Exercise objective:
Please quote exactly the opening lines of the data, from the first line to the one where "if ceiling >" appears.

Input material:
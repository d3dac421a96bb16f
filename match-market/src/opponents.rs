//! Synthetic competitor populations.
use rand::Rng;

use crate::clearing::{ApplicationList, Entrant};
use crate::market::{Applicant, Market, MarketError};
use crate::strategy::Strategy;

/// Draw a uniform value on `[0, ceiling]`; a zero ceiling yields 0.
fn draw_scaled<R: Rng + ?Sized>(rng: &mut R, ceiling: f64) -> f64 {
    if ceiling > 0.0 {
        rng.gen_range(0.0..=ceiling)
    } else {
        0.0
    }
}

/// Draw one applicant: aptitude on `[0, A]`, an independent synergy on
/// `[0, W]` for every university.
pub fn draw_applicant<R: Rng + ?Sized>(market: &Market, rng: &mut R) -> Applicant {
    let aptitude = draw_scaled(rng, market.aptitude_scale);
    let synergies = (0..market.university_count())
        .map(|_| draw_scaled(rng, market.synergy_scale))
        .collect();
    Applicant::new(aptitude, synergies)
}

/// Generate `count` fresh competitors, each submitting the first
/// `list_len` universities chosen by `strategy`.
///
/// # Errors
///
/// Returns an error if `strategy` produces a list with duplicate or
/// out-of-range universities.
pub fn generate_opponents<R, S>(
    market: &Market,
    count: usize,
    list_len: usize,
    strategy: &S,
    rng: &mut R,
) -> Result<Vec<Entrant>, MarketError>
where
    R: Rng + ?Sized,
    S: Strategy + ?Sized,
{
    let universities = market.university_count();
    (0..count)
        .map(|_| {
            let applicant = draw_applicant(market, rng);
            let ranked = strategy.rank_universities(market, &applicant, list_len);
            let list = ApplicationList::new(&ranked, universities)?;
            Ok(Entrant::new(applicant, list))
        })
        .collect()
}
//! The video output seam.
//!
//! The refresh scheduler hands the sink the frame to show together with the
//! rectangle it should occupy. Sinks upload the payload once per frame and
//! mark it `uploaded`, so redisplaying a paused frame is cheap.

use crate::decode::frame::{SubtitleFrame, VideoPicture};
use crate::core::Rational;
use crate::queue::Frame;

/// Error type for rendering operations
#[derive(Debug, thiserror::Error)]
pub enum RenderError {
    #[error("failed to upload frame: {0}")]
    Upload(String),
    #[error("unsupported pixel format: {0}")]
    UnsupportedFormat(String),
    #[error("output surface error: {0}")]
    Surface(String),
}

/// Target area inside the output, in pixels.
#[derive(Debug, Clone, Copy, PartialEq, Eq, Default)]
pub struct DisplayRect {
    pub x: i32,
    pub y: i32,
    pub width: u32,
    pub height: u32,
}

/// Fit a `pic_width` x `pic_height` picture with sample aspect ratio `sar`
/// into the area at (`left`, `top`) of size `scr_width` x `scr_height`.
///
/// The picture keeps its display aspect ratio, is centred, and has even
/// dimensions of at least one pixel.
pub fn calculate_display_rect(
    left: i32,
    top: i32,
    scr_width: u32,
    scr_height: u32,
    pic_width: u32,
    pic_height: u32,
    sar: Rational,
) -> DisplayRect {
    let mut aspect_ratio = if sar.num == 0 { 0.0 } else { sar.to_f64() };
    if aspect_ratio <= 0.0 || aspect_ratio.is_nan() {
        aspect_ratio = 1.0;
    }
    aspect_ratio *= pic_width.max(1) as f64 / pic_height.max(1) as f64;

    let mut height = scr_height as i64;
    let mut width = ((height as f64 * aspect_ratio).round() as i64) & !1;
    if width > scr_width as i64 {
        width = scr_width as i64;
        height = ((width as f64 / aspect_ratio).round() as i64) & !1;
    }
    let x = (scr_width as i64 - width) / 2;
    let y = (scr_height as i64 - height) / 2;

    DisplayRect {
        x: left + x as i32,
        y: top + y as i32,
        width: width.max(1) as u32,
        height: height.max(1) as u32,
    }
}

/// Where pictures and the audio visualization end up.
pub trait VideoSink {
    /// Size of the output area in pixels.
    fn size(&self) -> (u32, u32);

    /// Show `frame` inside `rect`, with `subtitle` overlaid when present.
    /// Implementations set `uploaded` on frames they have converted.
    fn display_picture(
        &mut self,
        frame: &mut Frame<VideoPicture>,
        subtitle: Option<&mut Frame<SubtitleFrame>>,
        rect: DisplayRect,
    ) -> Result<(), RenderError>;

    /// Draw the waveform of the most recent interleaved samples.
    fn display_waveform(&mut self, samples: &[f32], channels: u16) -> Result<(), RenderError>;

    /// Blank the output.
    fn clear(&mut self) -> Result<(), RenderError> {
        Ok(())
    }
}

/// A sink without a window: records what would be shown and logs it.
#[derive(Debug)]
pub struct LoggingVideoSink {
    width: u32,
    height: u32,
    pictures: u64,
    waveforms: u64,
    last_pts: f64,
}

impl LoggingVideoSink {
    pub fn new(width: u32, height: u32) -> Self {
        Self {
            width,
            height,
            pictures: 0,
            waveforms: 0,
            last_pts: f64::NAN,
        }
    }

    pub fn pictures_shown(&self) -> u64 {
        self.pictures
    }

    pub fn waveforms_shown(&self) -> u64 {
        self.waveforms
    }

    /// pts of the last picture shown.
    pub fn last_pts(&self) -> f64 {
        self.last_pts
    }
}

impl Default for LoggingVideoSink {
    fn default() -> Self {
        Self::new(640, 480)
    }
}

impl VideoSink for LoggingVideoSink {
    fn size(&self) -> (u32, u32) {
        (self.width, self.height)
    }

    fn display_picture(
        &mut self,
        frame: &mut Frame<VideoPicture>,
        subtitle: Option<&mut Frame<SubtitleFrame>>,
        rect: DisplayRect,
    ) -> Result<(), RenderError> {
        if !frame.uploaded {
            self.pictures += 1;
            self.last_pts = frame.pts;
            frame.uploaded = true;
        }
        if let Some(subtitle) = subtitle {
            subtitle.uploaded = true;
        }
        tracing::trace!(
            pts = frame.pts,
            serial = frame.serial,
            x = rect.x,
            y = rect.y,
            width = rect.width,
            height = rect.height,
            "display picture"
        );
        Ok(())
    }

    fn display_waveform(&mut self, samples: &[f32], channels: u16) -> Result<(), RenderError> {
        self.waveforms += 1;
        let peak = samples.iter().fold(0.0f32, |peak, s| peak.max(s.abs()));
        tracing::trace!(samples = samples.len(), channels, peak, "display waveform");
        Ok(())
    }
}
//! Generation-aware decoder driving a [`Codec`] from a [`PacketQueue`].
//!
//! `decode_next` pulls packets, discards those of older generations, resets
//! the codec on flush sentinels and keeps at most one packet pending when the
//! codec refuses input. End of stream is recorded per generation in
//! [`DecoderStatus`] and stays set until the next flush.

use std::sync::atomic::{AtomicI32, Ordering};
use std::sync::Arc;

use super::codec::{Codec, CodecError, Received, SendStatus};
use super::frame::DecodedFrame;
use crate::core::time::rescale;
use crate::core::{MediaKind, Rational};
use crate::queue::{Packet, PacketQueue, QueueItem, ReadWakeup};

/// Error type for decoding operations
#[derive(Debug, thiserror::Error)]
pub enum DecodeError {
    #[error("decoder aborted")]
    Aborted,
    #[error(transparent)]
    Codec(#[from] CodecError),
}

/// What one `decode_next` call produced.
#[derive(Debug)]
pub enum DecodeOutcome {
    Frame(DecodedFrame),
    /// The codec drained for the current generation.
    Eof,
}

/// Decoder progress visible to the read loop and the scheduler.
#[derive(Debug)]
pub struct DecoderStatus {
    finished: AtomicI32,
    pkt_serial: AtomicI32,
}

impl DecoderStatus {
    pub fn new() -> Self {
        Self {
            finished: AtomicI32::new(0),
            pkt_serial: AtomicI32::new(-1),
        }
    }

    /// Generation at which the decoder hit end of stream, 0 if it has not.
    pub fn finished(&self) -> i32 {
        self.finished.load(Ordering::Acquire)
    }

    /// Whether the decoder drained the generation `serial`.
    pub fn is_finished_at(&self, serial: i32) -> bool {
        let finished = self.finished();
        finished != 0 && finished == serial
    }

    /// Generation of the packet most recently taken from the queue.
    pub fn pkt_serial(&self) -> i32 {
        self.pkt_serial.load(Ordering::Acquire)
    }

    pub(crate) fn set_finished(&self, serial: i32) {
        self.finished.store(serial, Ordering::Release);
    }

    pub fn reset(&self) {
        self.finished.store(0, Ordering::Release);
        self.pkt_serial.store(-1, Ordering::Release);
    }
}

impl Default for DecoderStatus {
    fn default() -> Self {
        Self::new()
    }
}

pub struct Decoder {
    codec: Box<dyn Codec>,
    kind: MediaKind,
    queue: Arc<PacketQueue>,
    wakeup: Arc<ReadWakeup>,
    status: Arc<DecoderStatus>,
    pkt_serial: i32,
    pending: Option<Packet>,
    /// Time base of the packets fed to the codec.
    time_base: Rational,
    reorder_pts: Option<bool>,
    start_pts: Option<i64>,
    start_pts_tb: Rational,
    next_pts: Option<i64>,
    next_pts_tb: Rational,
}

impl Decoder {
    pub fn new(
        codec: Box<dyn Codec>,
        queue: Arc<PacketQueue>,
        wakeup: Arc<ReadWakeup>,
        status: Arc<DecoderStatus>,
        time_base: Rational,
    ) -> Self {
        status.reset();
        let kind = codec.kind();
        Self {
            codec,
            kind,
            queue,
            wakeup,
            status,
            pkt_serial: -1,
            pending: None,
            time_base,
            reorder_pts: None,
            start_pts: None,
            start_pts_tb: Rational::UNDEFINED,
            next_pts: None,
            next_pts_tb: Rational::UNDEFINED,
        }
    }

    /// `None` uses the best-effort timestamp, `Some(true)` the frame pts and
    /// `Some(false)` the packet dts.
    pub fn with_reorder_pts(mut self, reorder_pts: Option<bool>) -> Self {
        self.reorder_pts = reorder_pts;
        self
    }

    /// Timestamp to restart audio extrapolation from after a flush, for
    /// sources whose packets may lack timestamps after seeking.
    pub fn with_start_pts(mut self, start_pts: Option<i64>, time_base: Rational) -> Self {
        self.start_pts = start_pts;
        self.start_pts_tb = time_base;
        self.next_pts = start_pts;
        self.next_pts_tb = time_base;
        self
    }

    pub fn kind(&self) -> MediaKind {
        self.kind
    }

    /// Generation of the packet that produced the last output.
    pub fn pkt_serial(&self) -> i32 {
        self.pkt_serial
    }

    pub fn queue(&self) -> &Arc<PacketQueue> {
        &self.queue
    }

    pub fn status(&self) -> &Arc<DecoderStatus> {
        &self.status
    }

    fn mark_finished(&mut self) {
        self.status.set_finished(self.pkt_serial);
        self.codec.flush();
        tracing::debug!(kind = %self.kind, serial = self.pkt_serial, "decoder reached end of stream");
    }

    /// Produce the next frame of the current generation.
    pub fn decode_next(&mut self) -> Result<DecodeOutcome, DecodeError> {
        loop {
            if self.kind != MediaKind::Subtitle && self.queue.serial() == self.pkt_serial {
                loop {
                    if self.queue.is_aborted() {
                        return Err(DecodeError::Aborted);
                    }
                    match self.codec.receive_frame()? {
                        Received::Frame(frame) => return Ok(DecodeOutcome::Frame(self.stamp(frame))),
                        Received::Eof => {
                            self.mark_finished();
                            return Ok(DecodeOutcome::Eof);
                        }
                        Received::Again => break,
                    }
                }
            }

            match self.next_item()? {
                QueueItem::Flush => {
                    self.codec.flush();
                    self.status.set_finished(0);
                    self.next_pts = self.start_pts;
                    self.next_pts_tb = self.start_pts_tb;
                    tracing::trace!(kind = %self.kind, serial = self.pkt_serial, "decoder flushed");
                }
                QueueItem::Packet(packet) if self.kind == MediaKind::Subtitle => {
                    match self.codec.decode_subtitle(&packet) {
                        Ok(Some(subtitle)) => {
                            if packet.is_null() {
                                // keep draining on the next call
                                self.pending = Some(packet);
                            }
                            return Ok(DecodeOutcome::Frame(DecodedFrame::Subtitle(subtitle)));
                        }
                        Ok(None) if packet.is_null() => {
                            self.mark_finished();
                            return Ok(DecodeOutcome::Eof);
                        }
                        Ok(None) => {}
                        Err(err) => tracing::warn!(error = %err, "subtitle decode failed"),
                    }
                }
                QueueItem::Packet(packet) => match self.codec.send_packet(&packet) {
                    Ok(SendStatus::Accepted) => {}
                    Ok(SendStatus::Again) => {
                        tracing::error!(
                            kind = %self.kind,
                            "codec refused input while reporting no output; retrying packet"
                        );
                        self.pending = Some(packet);
                    }
                    Err(err) => tracing::warn!(kind = %self.kind, error = %err, "send_packet failed"),
                },
            }
        }
    }

    /// Next queue item of the current generation, blocking.
    fn next_item(&mut self) -> Result<QueueItem, DecodeError> {
        loop {
            if self.queue.nb_packets() == 0 {
                self.wakeup.notify_room();
            }
            let item = match self.pending.take() {
                Some(packet) => QueueItem::Packet(packet),
                None => {
                    let entry = match self.queue.get(true) {
                        Ok(Some(entry)) => entry,
                        Ok(None) => continue,
                        Err(_) => return Err(DecodeError::Aborted),
                    };
                    self.pkt_serial = entry.serial;
                    self.status.pkt_serial.store(entry.serial, Ordering::Release);
                    entry.item
                }
            };
            if self.queue.serial() == self.pkt_serial {
                return Ok(item);
            }
            tracing::trace!(kind = %self.kind, serial = self.pkt_serial, "discarding stale packet");
        }
    }

    fn stamp(&mut self, frame: DecodedFrame) -> DecodedFrame {
        match frame {
            DecodedFrame::Video(mut picture) => {
                picture.pts = match self.reorder_pts {
                    None => picture.best_effort_timestamp,
                    Some(true) => picture.frame_pts,
                    Some(false) => picture.pkt_dts,
                };
                DecodedFrame::Video(picture)
            }
            DecodedFrame::Audio(mut samples) => {
                let rate = samples.format.sample_rate as i32;
                if rate > 0 {
                    let sample_tb = Rational::new(1, rate);
                    let pts = match (samples.pts, self.next_pts) {
                        (Some(pts), _) => Some(rescale(pts, self.time_base, sample_tb)),
                        (None, Some(next)) => Some(rescale(next, self.next_pts_tb, sample_tb)),
                        (None, None) => None,
                    };
                    if let Some(pts) = pts {
                        self.next_pts = Some(pts + samples.nb_samples as i64);
                        self.next_pts_tb = sample_tb;
                    }
                    samples.pts = pts;
                }
                DecodedFrame::Audio(samples)
            }
            other => other,
        }
    }
}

Exercise solution:
repository d3dac421a96bb16f
filename match-market/src/opponents.rs
//! Synthetic competitor populations.
use rand::Rng;

use crate::clearing::{ApplicationList, Entrant};
use crate::market::{Applicant, Market, MarketError};
use crate::strategy::Strategy;

/// Draw a uniform value on `[0, ceiling]`; a zero ceiling yields 0.
fn draw_scaled<R: Rng + ?Sized>(rng: &mut R, ceiling: f64) -> f64 {
    if ceiling > 0.0 {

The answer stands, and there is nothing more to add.